The Texas Court of Appeals affirmed the trial court’s order awarding compensatory and exemplary damages against a police officer and his wife and a constructive trust on their real property, finding that the evidence was sufficient to support its conclusion that the couple had breached fiduciary duties owed to an elderly woman with dementia and were unjustly enriched by their fraudulent and improper use of her money, which was traceable to their homestead interest in their house. Amy v. West-Cobb, No. 03-24-00693-CV (Tex. App. July 3, 2025).
Phyllis West-Cobb began exhibiting symptoms of dementia in 2008. When Phyllis’s husband died in 2015, his will provided her a life estate in the home in which they lived, and she continued to live there. His children were the remaindermen of the property at the termination of her life estate.
Several months after her husband’s death, Phyllis began participating in the police department’s Citizens on Patrol program and regularly rode along with Patrick Amy, a police officer, during his shifts. She also spent time with Patrick and his wife, Ruth, when Patrick was not on duty.
In 2016, Phyllis paid off Patrick and Ruth’s home mortgage, expending $125,647.32. The Amys made payments to her under a promissory note and deed of trust until 2017 when they stopped making payments, which they asserted was at Phyllis’s direction. In 2016, Phyllis purchased a house very close to the Amys’ house and moved into it, listing the home in which she had a life estate for sale. In 2018, the remaindermen sued Phyllis to clear title on the property and obtained a default judgment against her, terminating her life estate.

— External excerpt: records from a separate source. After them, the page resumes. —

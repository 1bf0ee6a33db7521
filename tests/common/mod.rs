//! Shared doubles for integration tests
//!
//! One static library, [`LIB`], stands in for the object model, GLib and
//! a handful of application functions.

#![allow(dead_code)]

use nativebridge::{is_running, start_with, stop, EngineConfig, StartOptions, StaticLibrary};
use once_cell::sync::Lazy;
use parking_lot::{Mutex, MutexGuard};
use std::cell::{Cell, RefCell};
use std::ffi::CStr;
use std::os::raw::{c_char, c_int, c_uint, c_void};
use std::sync::atomic::{AtomicUsize, Ordering};

pub const LIB: &str = "libtest";
pub const APP_ID: &str = "org.nativebridge.IntegrationTests";

static LOCK: Lazy<Mutex<()>> = Lazy::new(|| Mutex::new(()));

/// Serializes engines across the test threads of one binary
pub fn lock() -> MutexGuard<'static, ()> {
    LOCK.lock()
}

pub struct Engine {
    _lock: MutexGuard<'static, ()>,
}

impl Engine {
    pub fn start() -> Self {
        Self::start_with(config())
    }

    pub fn start_with(config: EngineConfig) -> Self {
        let lock = lock();
        start_with(APP_ID, options(config)).expect("engine start");
        reset();
        Self { _lock: lock }
    }
}

impl Drop for Engine {
    fn drop(&mut self) {
        if is_running() {
            stop();
        }
    }
}

pub fn options(config: EngineConfig) -> StartOptions {
    StartOptions::new()
        .with_config(config)
        .with_static_library(LIB, library())
}

pub fn config() -> EngineConfig {
    let mut config = EngineConfig::default();
    config.objects.library = LIB.to_string();
    config.objects.retain = "test_object_ref".to_string();
    config.objects.release = "test_object_unref".to_string();
    config.glib.library = LIB.to_string();
    config
}

thread_local! {
    static SOURCES: RefCell<Vec<Source>> = const { RefCell::new(Vec::new()) };
    static HANDLERS: RefCell<Vec<Handler>> = const { RefCell::new(Vec::new()) };
    static NEXT_ID: Cell<u64> = const { Cell::new(0) };
    static CONTAINED: RefCell<Vec<(usize, usize)>> = const { RefCell::new(Vec::new()) };
}

/// Objects whose refcount reached zero
pub static FINALIZED: AtomicUsize = AtomicUsize::new(0);
pub static INIT_CALLS: AtomicUsize = AtomicUsize::new(0);
pub static SHUTDOWN_CALLS: AtomicUsize = AtomicUsize::new(0);

fn reset() {
    SOURCES.with(|s| s.borrow_mut().clear());
    HANDLERS.with(|h| h.borrow_mut().clear());
    CONTAINED.with(|c| c.borrow_mut().clear());
}

pub fn finalized() -> usize {
    FINALIZED.load(Ordering::SeqCst)
}

fn next_id() -> u64 {
    NEXT_ID.with(|n| {
        n.set(n.get() + 1);
        n.get()
    })
}

macro_rules! symbols {
    ($lib:expr, $($name:ident),* $(,)?) => {
        $lib$(.symbol(stringify!($name), $name as *const c_void))*
    };
}

pub fn library() -> StaticLibrary {
    symbols!(
        StaticLibrary::new(),
        test_object_new,
        test_object_ref,
        test_object_unref,
        test_object_get_child,
        test_object_take,
        test_object_dup,
        test_container_add,
        test_container_remove,
        test_container_count,
        test_app_new,
        test_init,
        test_shutdown,
        echo_i8,
        echo_u8,
        echo_i16,
        echo_u16,
        echo_i32,
        echo_u32,
        echo_i64,
        echo_u64,
        echo_f32,
        echo_f64,
        echo_bool,
        echo_string,
        swap_i32,
        load_file,
        g_error_free,
        children_list,
        g_list_prepend,
        g_list_free,
        sort_i64,
        g_idle_add_full,
        g_source_remove,
        g_main_context_iteration,
        g_signal_connect_data,
        g_signal_emit_value,
        g_signal_handler_disconnect,
    )
}

// ---------------------------------------------------------------------------
// Objects
// ---------------------------------------------------------------------------

#[repr(C)]
pub struct TestObject {
    pub refcount: c_int,
    pub child: *mut TestObject,
}

/// Counts and children are readable after finalization; memory is never freed
pub extern "C" fn test_object_new() -> *mut c_void {
    Box::into_raw(Box::new(TestObject {
        refcount: 1,
        child: std::ptr::null_mut(),
    })) as *mut c_void
}

pub unsafe extern "C" fn test_object_ref(object: *mut c_void) -> *mut c_void {
    (*(object as *mut TestObject)).refcount += 1;
    object
}

pub unsafe extern "C" fn test_object_unref(object: *mut c_void) {
    let object = object as *mut TestObject;
    (*object).refcount -= 1;
    if (*object).refcount == 0 {
        FINALIZED.fetch_add(1, Ordering::SeqCst);
        if !(*object).child.is_null() {
            test_object_unref((*object).child as *mut c_void);
        }
    }
}

pub fn refcount(address: usize) -> c_int {
    unsafe { (*(address as *const TestObject)).refcount }
}

/// transfer none; the child is created on first access and owned by its parent
unsafe extern "C" fn test_object_get_child(parent: *mut c_void) -> *mut c_void {
    let parent = parent as *mut TestObject;
    if (*parent).child.is_null() {
        (*parent).child = test_object_new() as *mut TestObject;
    }
    (*parent).child as *mut c_void
}

/// transfer full: consumes the caller's reference
unsafe extern "C" fn test_object_take(object: *mut c_void) {
    test_object_unref(object);
}

/// transfer full: a new reference to an existing object
unsafe extern "C" fn test_object_dup(object: *mut c_void) -> *mut c_void {
    test_object_ref(object)
}

/// The container keeps its own reference to every child
unsafe extern "C" fn test_container_add(container: *mut c_void, child: *mut c_void) {
    test_object_ref(child);
    CONTAINED.with(|c| c.borrow_mut().push((container as usize, child as usize)));
}

unsafe extern "C" fn test_container_remove(container: *mut c_void, child: *mut c_void) -> c_int {
    let removed = CONTAINED.with(|c| {
        let mut c = c.borrow_mut();
        let index = c
            .iter()
            .position(|&(parent, item)| parent == container as usize && item == child as usize)?;
        Some(c.remove(index))
    });
    if removed.is_some() {
        test_object_unref(child);
    }
    removed.is_some() as c_int
}

unsafe extern "C" fn test_container_count(container: *mut c_void) -> c_uint {
    CONTAINED.with(|c| {
        c.borrow()
            .iter()
            .filter(|&&(parent, _)| parent == container as usize)
            .count() as c_uint
    })
}

/// Application constructor; rejects ids without a dot
unsafe extern "C" fn test_app_new(id: *const c_char, _flags: c_int) -> *mut c_void {
    if !CStr::from_ptr(id).to_bytes().contains(&b'.') {
        return std::ptr::null_mut();
    }
    test_object_new()
}

extern "C" fn test_init() {
    INIT_CALLS.fetch_add(1, Ordering::SeqCst);
}

extern "C" fn test_shutdown() {
    SHUTDOWN_CALLS.fetch_add(1, Ordering::SeqCst);
}

// ---------------------------------------------------------------------------
// Scalars, strings, out-parameters
// ---------------------------------------------------------------------------

extern "C" fn echo_i8(v: i8) -> i8 { v }
extern "C" fn echo_u8(v: u8) -> u8 { v }
extern "C" fn echo_i16(v: i16) -> i16 { v }
extern "C" fn echo_u16(v: u16) -> u16 { v }
extern "C" fn echo_i32(v: i32) -> i32 { v }
extern "C" fn echo_u32(v: u32) -> u32 { v }
extern "C" fn echo_i64(v: i64) -> i64 { v }
extern "C" fn echo_u64(v: u64) -> u64 { v }
extern "C" fn echo_f32(v: f32) -> f32 { v }
extern "C" fn echo_f64(v: f64) -> f64 { v }
extern "C" fn echo_bool(v: c_int) -> c_int { v }

/// transfer full
unsafe extern "C" fn echo_string(s: *const c_char) -> *mut c_char {
    libc::strdup(s)
}

unsafe extern "C" fn swap_i32(a: *mut i32, b: *mut i32) {
    std::ptr::swap(a, b);
}

#[repr(C)]
pub struct TestError {
    pub domain: u32,
    pub code: i32,
    pub message: *mut c_char,
}

/// Fails for empty paths
unsafe extern "C" fn load_file(path: *const c_char, contents: *mut *mut c_char, error: *mut *mut TestError) -> c_int {
    let path = CStr::from_ptr(path);
    if path.to_bytes().is_empty() {
        let e = libc::malloc(std::mem::size_of::<TestError>()) as *mut TestError;
        e.write(TestError {
            domain: 1,
            code: 2,
            message: libc::strdup(b"empty path\0".as_ptr() as *const c_char),
        });
        *error = e;
        return 0;
    }
    *contents = libc::strdup(path.as_ptr());
    1
}

unsafe extern "C" fn g_error_free(error: *mut c_void) {
    libc::free((*(error as *mut TestError)).message as *mut c_void);
    libc::free(error);
}

// ---------------------------------------------------------------------------
// Lists
// ---------------------------------------------------------------------------

#[repr(C)]
pub struct GList {
    pub data: *mut c_void,
    pub next: *mut GList,
    pub prev: *mut GList,
}

unsafe extern "C" fn g_list_prepend(list: *mut GList, data: *mut c_void) -> *mut GList {
    let node = libc::malloc(std::mem::size_of::<GList>()) as *mut GList;
    node.write(GList {
        data,
        next: list,
        prev: std::ptr::null_mut(),
    });
    if !list.is_null() {
        (*list).prev = node;
    }
    node
}

unsafe extern "C" fn g_list_free(list: *mut GList) {
    let mut node = list;
    while !node.is_null() {
        let next = (*node).next;
        libc::free(node as *mut c_void);
        node = next;
    }
}

/// transfer container: a fresh list of the parent's child, repeated `n` times
unsafe extern "C" fn children_list(parent: *mut c_void, n: c_int) -> *mut GList {
    let child = test_object_get_child(parent);
    let mut list = std::ptr::null_mut();
    for _ in 0..n {
        list = g_list_prepend(list, child);
    }
    list
}

// ---------------------------------------------------------------------------
// Callbacks
// ---------------------------------------------------------------------------

type CompareFn = unsafe extern "C" fn(i64, i64, *mut c_void) -> c_int;
type SourceFn = unsafe extern "C" fn(*mut c_void) -> c_int;
type NotifyFn = unsafe extern "C" fn(*mut c_void);
type ClosureNotifyFn = unsafe extern "C" fn(*mut c_void, *mut c_void);
type HandlerFn = unsafe extern "C" fn(*mut c_void, *const c_char, *mut c_void) -> c_int;

/// Insertion sort of `values` through the compare callback
unsafe extern "C" fn sort_i64(values: *mut i64, length: usize, compare: CompareFn, data: *mut c_void) {
    let values = std::slice::from_raw_parts_mut(values, length);
    for i in 1..values.len() {
        let mut j = i;
        while j > 0 && compare(values[j - 1], values[j], data) > 0 {
            values.swap(j - 1, j);
            j -= 1;
        }
    }
}

struct Source {
    id: c_uint,
    func: SourceFn,
    data: *mut c_void,
    notify: Option<NotifyFn>,
}

unsafe extern "C" fn g_idle_add_full(
    _priority: c_int,
    func: SourceFn,
    data: *mut c_void,
    notify: Option<NotifyFn>,
) -> c_uint {
    let id = next_id() as c_uint;
    SOURCES.with(|s| s.borrow_mut().push(Source { id, func, data, notify }));
    id
}

fn remove_source(id: c_uint) -> bool {
    let removed = SOURCES.with(|s| {
        let mut s = s.borrow_mut();
        let index = s.iter().position(|src| src.id == id)?;
        Some(s.remove(index))
    });
    match removed {
        Some(Source { notify: Some(notify), data, .. }) => {
            unsafe { notify(data) };
            true
        }
        Some(_) => true,
        None => false,
    }
}

unsafe extern "C" fn g_source_remove(id: c_uint) -> c_int {
    remove_source(id) as c_int
}

unsafe extern "C" fn g_main_context_iteration(_context: *mut c_void, _may_block: c_int) -> c_int {
    let ready: Vec<(c_uint, SourceFn, *mut c_void)> =
        SOURCES.with(|s| s.borrow().iter().map(|src| (src.id, src.func, src.data)).collect());
    for &(id, func, data) in &ready {
        if func(data) == 0 {
            remove_source(id);
        }
    }
    (!ready.is_empty()) as c_int
}

pub fn pending_sources() -> usize {
    SOURCES.with(|s| s.borrow().len())
}

struct Handler {
    id: u64,
    instance: usize,
    func: HandlerFn,
    data: *mut c_void,
    notify: Option<ClosureNotifyFn>,
}

unsafe extern "C" fn g_signal_connect_data(
    instance: *mut c_void,
    func: HandlerFn,
    data: *mut c_void,
    notify: Option<ClosureNotifyFn>,
) -> u64 {
    let id = next_id();
    HANDLERS.with(|h| {
        h.borrow_mut().push(Handler {
            id,
            instance: instance as usize,
            func,
            data,
            notify,
        })
    });
    id
}

/// Number of handlers that returned TRUE
unsafe extern "C" fn g_signal_emit_value(instance: *mut c_void, detail: *const c_char) -> c_int {
    let handlers: Vec<(HandlerFn, *mut c_void)> = HANDLERS.with(|h| {
        h.borrow()
            .iter()
            .filter(|handler| handler.instance == instance as usize)
            .map(|handler| (handler.func, handler.data))
            .collect()
    });
    handlers
        .into_iter()
        .filter(|(func, data)| func(instance, detail, *data) != 0)
        .count() as c_int
}

unsafe extern "C" fn g_signal_handler_disconnect(_instance: *mut c_void, id: u64) {
    let removed = HANDLERS.with(|h| {
        let mut h = h.borrow_mut();
        let index = h.iter().position(|handler| handler.id == id)?;
        Some(h.remove(index))
    });
    if let Some(Handler { notify: Some(notify), data, .. }) = removed {
        notify(data, std::ptr::null_mut());
    }
}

In 2017, Patrick drafted and Phyllis signed a durable power of attorney (POA) appointing Patrick as her agent for financial matters. As her agent, he signed a release of the lien securing the Amys’ promissory note owed to Phyllis; drafted, executed, and recorded a quitclaim deed transferring Phyllis’s new home to himself; filed an application to transfer title of Phyllis’s car to himself; drafted, executed, and filed another release of Phyllis’s lien; and contacted an agent to list the home for sale. He later recorded a quitclaim deed transferring the house back to Phyllis, resulting in a delay in her Medicaid eligibility and causing her to have to self-pay for her nursing home care.
During the time period when some of these transactions were occurring, Phyllis drove herself to Houston after becoming confused. Someone assisted her by calling Patrick and her daughter, Tammy Lewis. Patrick went to Houston to get Phyllis, and Tammy spoke to her after she returned home. Within a few weeks, however, Phyllis’s phone was turned off, and Tammy was not able to contact or find her. Tammy was not notified of Phyllis’s subsequent involuntary commitment to a hospital or admission to a nursing home, and Patrick represented to medical personnel and the real estate agent that Phyllis did not have any family.
The real estate and title agents became concerned and halted the sale of Phyllis’s house. In addition, the real estate agent contacted attorneys who reached out to Adult Protective Services (APS). As part of its investigation, APS contacted Tammy, and she was reunited with Phyllis. Phyllis then revoked Patrick’s POA and executed a new one appointing Tammy as her agent. Tammy and an attorney told the Amys’ son, who was living in Phyllis’s house, to move out.
APS determined that the Amys had been exploiting Phyllis, and Tammy sued them on Phyllis’s behalf, asserting breach of fiduciary duty, fraud, violation of Texas’s theft liability statute, conversion of property, and conspiracy. At trial, the jury found in favor of Phyllis, and the trial court awarded her compensatory and exemplary damages. It also imposed a constructive trust over $250,350 of the value of the Amys’ house and appointed a receiver to take possession of the property and market it for sale. The Amys appealed.
The Texas Court of Appeals concluded that the evidence was legally sufficient to show that the Amys had breached their fiduciary duties to Phyllis and to support an award of compensatory and exemplary damages to her. In addition, the court determined that the trial court could have reasonably concluded that the Amys were unjustly enriched by their actions and that their fraudulent and improper use of Phyllis’s money was traceable to their claimed homestead interest in their house; thus, the trial court did not abuse its discretion by imposing a constructive trust on the Amys’ property. The court affirmed the trial court’s judgment and its order imposing the constructive trust, the appointment of a receiver, and the sale of real property.